[Source data]
------
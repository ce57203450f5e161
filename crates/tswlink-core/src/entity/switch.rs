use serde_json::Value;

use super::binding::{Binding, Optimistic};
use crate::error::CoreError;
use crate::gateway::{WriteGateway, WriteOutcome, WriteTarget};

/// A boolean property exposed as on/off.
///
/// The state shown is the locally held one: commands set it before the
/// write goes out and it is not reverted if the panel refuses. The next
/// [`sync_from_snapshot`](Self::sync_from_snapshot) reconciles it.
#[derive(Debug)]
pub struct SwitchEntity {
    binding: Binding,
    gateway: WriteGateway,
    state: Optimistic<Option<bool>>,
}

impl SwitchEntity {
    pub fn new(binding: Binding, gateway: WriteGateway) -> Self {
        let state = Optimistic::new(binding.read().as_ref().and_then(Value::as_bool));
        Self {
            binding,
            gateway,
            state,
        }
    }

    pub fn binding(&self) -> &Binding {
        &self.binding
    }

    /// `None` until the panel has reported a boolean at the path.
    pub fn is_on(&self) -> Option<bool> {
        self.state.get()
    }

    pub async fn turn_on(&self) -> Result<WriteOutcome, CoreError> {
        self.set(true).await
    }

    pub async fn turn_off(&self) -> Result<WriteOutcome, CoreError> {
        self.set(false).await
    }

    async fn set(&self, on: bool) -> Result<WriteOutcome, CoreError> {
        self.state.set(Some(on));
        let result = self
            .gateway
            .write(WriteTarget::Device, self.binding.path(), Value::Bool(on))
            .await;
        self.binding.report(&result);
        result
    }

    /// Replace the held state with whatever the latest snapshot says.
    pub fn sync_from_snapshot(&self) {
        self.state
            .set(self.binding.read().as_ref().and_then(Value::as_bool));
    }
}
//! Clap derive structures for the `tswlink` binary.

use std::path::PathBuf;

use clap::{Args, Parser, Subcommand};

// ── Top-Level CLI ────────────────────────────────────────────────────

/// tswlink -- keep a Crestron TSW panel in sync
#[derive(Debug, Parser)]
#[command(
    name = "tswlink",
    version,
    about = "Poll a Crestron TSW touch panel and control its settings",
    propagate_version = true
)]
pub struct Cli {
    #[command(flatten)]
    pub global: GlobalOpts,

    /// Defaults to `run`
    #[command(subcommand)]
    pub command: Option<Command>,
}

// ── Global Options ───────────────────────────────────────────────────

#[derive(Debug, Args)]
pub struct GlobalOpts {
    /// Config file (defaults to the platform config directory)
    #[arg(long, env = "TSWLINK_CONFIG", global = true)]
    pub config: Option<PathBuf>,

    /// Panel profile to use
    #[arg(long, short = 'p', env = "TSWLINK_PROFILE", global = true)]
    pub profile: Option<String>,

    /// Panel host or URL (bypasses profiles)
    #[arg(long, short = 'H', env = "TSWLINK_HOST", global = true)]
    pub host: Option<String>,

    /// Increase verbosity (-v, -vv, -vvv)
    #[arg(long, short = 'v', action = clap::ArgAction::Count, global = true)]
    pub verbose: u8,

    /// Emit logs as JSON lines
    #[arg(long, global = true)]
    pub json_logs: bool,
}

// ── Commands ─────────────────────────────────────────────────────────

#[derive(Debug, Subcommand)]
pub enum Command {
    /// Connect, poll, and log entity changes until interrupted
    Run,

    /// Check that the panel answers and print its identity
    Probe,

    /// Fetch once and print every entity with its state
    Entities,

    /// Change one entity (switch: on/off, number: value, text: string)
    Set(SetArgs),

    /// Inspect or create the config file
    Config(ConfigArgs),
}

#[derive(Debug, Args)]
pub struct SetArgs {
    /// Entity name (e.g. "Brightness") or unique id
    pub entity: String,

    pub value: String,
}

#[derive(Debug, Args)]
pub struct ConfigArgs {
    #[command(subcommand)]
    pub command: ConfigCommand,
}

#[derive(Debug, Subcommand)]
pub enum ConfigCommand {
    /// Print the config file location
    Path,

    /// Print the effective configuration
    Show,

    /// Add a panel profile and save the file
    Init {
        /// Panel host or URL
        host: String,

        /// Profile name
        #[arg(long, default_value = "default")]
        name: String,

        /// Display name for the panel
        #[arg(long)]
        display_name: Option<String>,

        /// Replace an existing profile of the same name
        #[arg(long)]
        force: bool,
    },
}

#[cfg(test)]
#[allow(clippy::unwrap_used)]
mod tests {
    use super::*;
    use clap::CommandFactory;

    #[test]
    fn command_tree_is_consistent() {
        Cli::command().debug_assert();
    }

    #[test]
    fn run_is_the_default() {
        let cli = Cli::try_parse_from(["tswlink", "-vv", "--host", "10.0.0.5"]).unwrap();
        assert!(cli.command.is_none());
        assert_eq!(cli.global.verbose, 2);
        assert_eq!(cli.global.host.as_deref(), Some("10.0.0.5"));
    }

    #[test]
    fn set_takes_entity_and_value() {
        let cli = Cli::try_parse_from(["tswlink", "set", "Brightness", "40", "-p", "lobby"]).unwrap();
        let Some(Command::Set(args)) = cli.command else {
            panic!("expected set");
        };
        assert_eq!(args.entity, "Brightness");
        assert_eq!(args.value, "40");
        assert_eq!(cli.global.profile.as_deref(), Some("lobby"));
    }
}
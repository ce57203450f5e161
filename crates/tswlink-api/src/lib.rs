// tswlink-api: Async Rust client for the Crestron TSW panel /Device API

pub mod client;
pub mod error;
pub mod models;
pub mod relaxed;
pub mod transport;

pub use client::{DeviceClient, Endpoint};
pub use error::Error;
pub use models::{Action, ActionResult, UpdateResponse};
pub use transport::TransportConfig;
------
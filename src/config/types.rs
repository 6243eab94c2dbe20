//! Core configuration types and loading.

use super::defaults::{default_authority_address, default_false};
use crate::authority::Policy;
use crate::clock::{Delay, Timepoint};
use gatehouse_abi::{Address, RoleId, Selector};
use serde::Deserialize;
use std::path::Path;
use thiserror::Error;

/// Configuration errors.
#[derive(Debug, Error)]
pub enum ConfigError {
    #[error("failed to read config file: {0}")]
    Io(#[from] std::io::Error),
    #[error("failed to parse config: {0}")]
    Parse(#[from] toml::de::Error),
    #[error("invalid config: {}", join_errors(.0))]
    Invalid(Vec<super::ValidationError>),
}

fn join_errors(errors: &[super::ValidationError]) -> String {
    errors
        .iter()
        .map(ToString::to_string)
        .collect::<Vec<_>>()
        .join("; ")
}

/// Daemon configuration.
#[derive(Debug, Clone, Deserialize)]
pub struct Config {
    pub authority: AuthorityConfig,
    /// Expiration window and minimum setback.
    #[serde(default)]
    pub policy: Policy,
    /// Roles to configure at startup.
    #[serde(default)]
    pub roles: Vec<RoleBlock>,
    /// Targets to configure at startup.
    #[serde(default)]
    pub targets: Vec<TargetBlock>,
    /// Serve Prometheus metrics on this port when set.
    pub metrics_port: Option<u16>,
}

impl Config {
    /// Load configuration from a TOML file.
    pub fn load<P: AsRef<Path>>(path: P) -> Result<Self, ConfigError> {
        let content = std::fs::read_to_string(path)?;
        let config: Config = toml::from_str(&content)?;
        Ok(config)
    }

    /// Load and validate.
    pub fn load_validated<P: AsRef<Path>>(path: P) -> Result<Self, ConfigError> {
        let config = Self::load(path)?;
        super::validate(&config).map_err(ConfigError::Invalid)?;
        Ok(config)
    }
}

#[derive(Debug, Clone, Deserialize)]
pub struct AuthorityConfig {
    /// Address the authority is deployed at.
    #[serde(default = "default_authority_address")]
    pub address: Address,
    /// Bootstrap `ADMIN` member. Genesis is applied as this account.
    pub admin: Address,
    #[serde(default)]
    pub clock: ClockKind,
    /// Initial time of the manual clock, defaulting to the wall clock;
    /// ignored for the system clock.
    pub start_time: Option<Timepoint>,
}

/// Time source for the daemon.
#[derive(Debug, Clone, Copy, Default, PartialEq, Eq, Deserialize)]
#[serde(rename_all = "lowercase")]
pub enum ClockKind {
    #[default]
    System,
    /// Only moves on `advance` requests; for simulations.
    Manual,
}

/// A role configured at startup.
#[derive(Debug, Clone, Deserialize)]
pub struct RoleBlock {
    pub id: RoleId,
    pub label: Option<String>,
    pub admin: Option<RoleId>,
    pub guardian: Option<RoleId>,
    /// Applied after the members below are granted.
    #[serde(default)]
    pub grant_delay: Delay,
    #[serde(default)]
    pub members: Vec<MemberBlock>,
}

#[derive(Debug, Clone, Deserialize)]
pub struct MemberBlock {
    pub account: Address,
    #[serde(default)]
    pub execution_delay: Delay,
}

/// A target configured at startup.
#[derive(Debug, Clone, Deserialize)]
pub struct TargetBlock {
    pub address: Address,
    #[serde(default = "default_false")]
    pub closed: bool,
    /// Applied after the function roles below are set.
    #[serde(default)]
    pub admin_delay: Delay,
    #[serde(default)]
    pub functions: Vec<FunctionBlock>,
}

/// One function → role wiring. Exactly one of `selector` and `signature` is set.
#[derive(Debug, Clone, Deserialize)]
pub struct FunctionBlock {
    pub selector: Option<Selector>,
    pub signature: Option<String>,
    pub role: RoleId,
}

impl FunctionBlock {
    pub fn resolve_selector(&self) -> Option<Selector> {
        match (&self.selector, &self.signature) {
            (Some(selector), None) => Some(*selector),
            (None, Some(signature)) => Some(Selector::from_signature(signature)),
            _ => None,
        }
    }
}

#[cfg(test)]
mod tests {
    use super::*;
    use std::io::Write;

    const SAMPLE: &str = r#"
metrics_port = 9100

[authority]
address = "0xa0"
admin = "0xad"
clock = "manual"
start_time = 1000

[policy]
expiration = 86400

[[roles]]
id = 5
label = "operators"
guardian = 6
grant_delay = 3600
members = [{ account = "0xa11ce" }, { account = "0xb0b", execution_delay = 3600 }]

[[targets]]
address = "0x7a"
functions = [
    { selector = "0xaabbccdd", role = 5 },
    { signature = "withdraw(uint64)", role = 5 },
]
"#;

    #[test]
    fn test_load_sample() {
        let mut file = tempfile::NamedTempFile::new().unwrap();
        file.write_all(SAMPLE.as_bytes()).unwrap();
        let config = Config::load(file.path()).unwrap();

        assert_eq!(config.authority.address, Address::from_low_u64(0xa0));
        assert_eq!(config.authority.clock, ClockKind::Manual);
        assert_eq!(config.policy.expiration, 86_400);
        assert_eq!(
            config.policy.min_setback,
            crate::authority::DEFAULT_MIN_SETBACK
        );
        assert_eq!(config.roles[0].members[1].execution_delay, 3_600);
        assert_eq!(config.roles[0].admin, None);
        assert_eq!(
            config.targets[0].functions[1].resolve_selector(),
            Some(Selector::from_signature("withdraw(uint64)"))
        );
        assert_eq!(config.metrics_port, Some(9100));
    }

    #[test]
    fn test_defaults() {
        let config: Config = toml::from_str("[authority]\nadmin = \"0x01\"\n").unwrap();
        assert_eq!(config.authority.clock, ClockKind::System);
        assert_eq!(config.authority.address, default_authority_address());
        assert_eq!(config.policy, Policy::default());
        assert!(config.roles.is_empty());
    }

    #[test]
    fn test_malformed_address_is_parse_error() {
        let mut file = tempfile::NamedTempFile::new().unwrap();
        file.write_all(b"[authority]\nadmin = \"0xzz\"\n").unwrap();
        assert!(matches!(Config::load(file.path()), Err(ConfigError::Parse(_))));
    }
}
------
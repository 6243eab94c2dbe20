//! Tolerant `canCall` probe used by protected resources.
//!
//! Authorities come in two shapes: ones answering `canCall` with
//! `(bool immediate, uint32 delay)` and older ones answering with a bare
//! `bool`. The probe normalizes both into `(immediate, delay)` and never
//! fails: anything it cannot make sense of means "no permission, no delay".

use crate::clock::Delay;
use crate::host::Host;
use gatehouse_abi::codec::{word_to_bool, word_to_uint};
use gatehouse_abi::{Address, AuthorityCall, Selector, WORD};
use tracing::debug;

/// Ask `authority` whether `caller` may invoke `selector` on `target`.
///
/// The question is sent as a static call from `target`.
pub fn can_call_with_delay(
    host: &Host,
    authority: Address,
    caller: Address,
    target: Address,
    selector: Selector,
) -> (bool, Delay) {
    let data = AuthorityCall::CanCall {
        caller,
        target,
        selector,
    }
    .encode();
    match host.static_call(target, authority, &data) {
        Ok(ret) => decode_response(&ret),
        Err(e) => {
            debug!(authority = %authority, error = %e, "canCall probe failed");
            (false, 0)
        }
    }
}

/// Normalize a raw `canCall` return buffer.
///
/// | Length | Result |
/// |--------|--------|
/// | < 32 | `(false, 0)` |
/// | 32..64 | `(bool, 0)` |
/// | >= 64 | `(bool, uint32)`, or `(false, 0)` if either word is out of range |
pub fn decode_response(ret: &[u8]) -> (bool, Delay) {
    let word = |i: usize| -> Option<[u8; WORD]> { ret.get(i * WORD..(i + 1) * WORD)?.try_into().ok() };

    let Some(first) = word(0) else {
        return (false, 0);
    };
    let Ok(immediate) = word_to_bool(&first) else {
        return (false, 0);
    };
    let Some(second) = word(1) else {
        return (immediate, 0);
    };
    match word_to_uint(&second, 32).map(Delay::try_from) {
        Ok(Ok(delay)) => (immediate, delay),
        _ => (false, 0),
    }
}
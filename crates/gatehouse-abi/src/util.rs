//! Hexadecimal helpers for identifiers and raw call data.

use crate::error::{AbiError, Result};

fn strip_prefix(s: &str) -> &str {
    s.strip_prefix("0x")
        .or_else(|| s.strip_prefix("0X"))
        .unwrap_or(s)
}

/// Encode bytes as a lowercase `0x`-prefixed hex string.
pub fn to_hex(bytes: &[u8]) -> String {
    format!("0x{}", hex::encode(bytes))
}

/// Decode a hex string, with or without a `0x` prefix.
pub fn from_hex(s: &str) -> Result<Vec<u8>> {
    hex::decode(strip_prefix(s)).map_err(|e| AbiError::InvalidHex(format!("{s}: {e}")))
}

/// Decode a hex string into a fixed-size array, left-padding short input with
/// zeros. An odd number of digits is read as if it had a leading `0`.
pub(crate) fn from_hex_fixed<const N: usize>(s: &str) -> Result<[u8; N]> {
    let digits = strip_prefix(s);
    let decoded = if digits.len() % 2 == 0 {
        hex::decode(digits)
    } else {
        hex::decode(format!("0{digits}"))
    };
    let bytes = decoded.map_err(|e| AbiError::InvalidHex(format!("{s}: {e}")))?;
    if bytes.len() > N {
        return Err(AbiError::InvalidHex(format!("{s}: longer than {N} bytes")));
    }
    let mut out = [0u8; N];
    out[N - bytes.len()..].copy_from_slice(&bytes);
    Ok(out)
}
------
- [GOAL OF THE EXERCISE]: Filter the records above for lines containing the word "ConfigError", and copy those lines.

- [SOLUTION]:
pub enum ConfigError {
    pub fn load<P: AsRef<Path>>(path: P) -> Result<Self, ConfigError> {
    pub fn load_validated<P: AsRef<Path>>(path: P) -> Result<Self, ConfigError> {
        super::validate(&config).map_err(ConfigError::Invalid)?;
        assert!(matches!(Config::load(file.path()), Err(ConfigError::Parse(_))));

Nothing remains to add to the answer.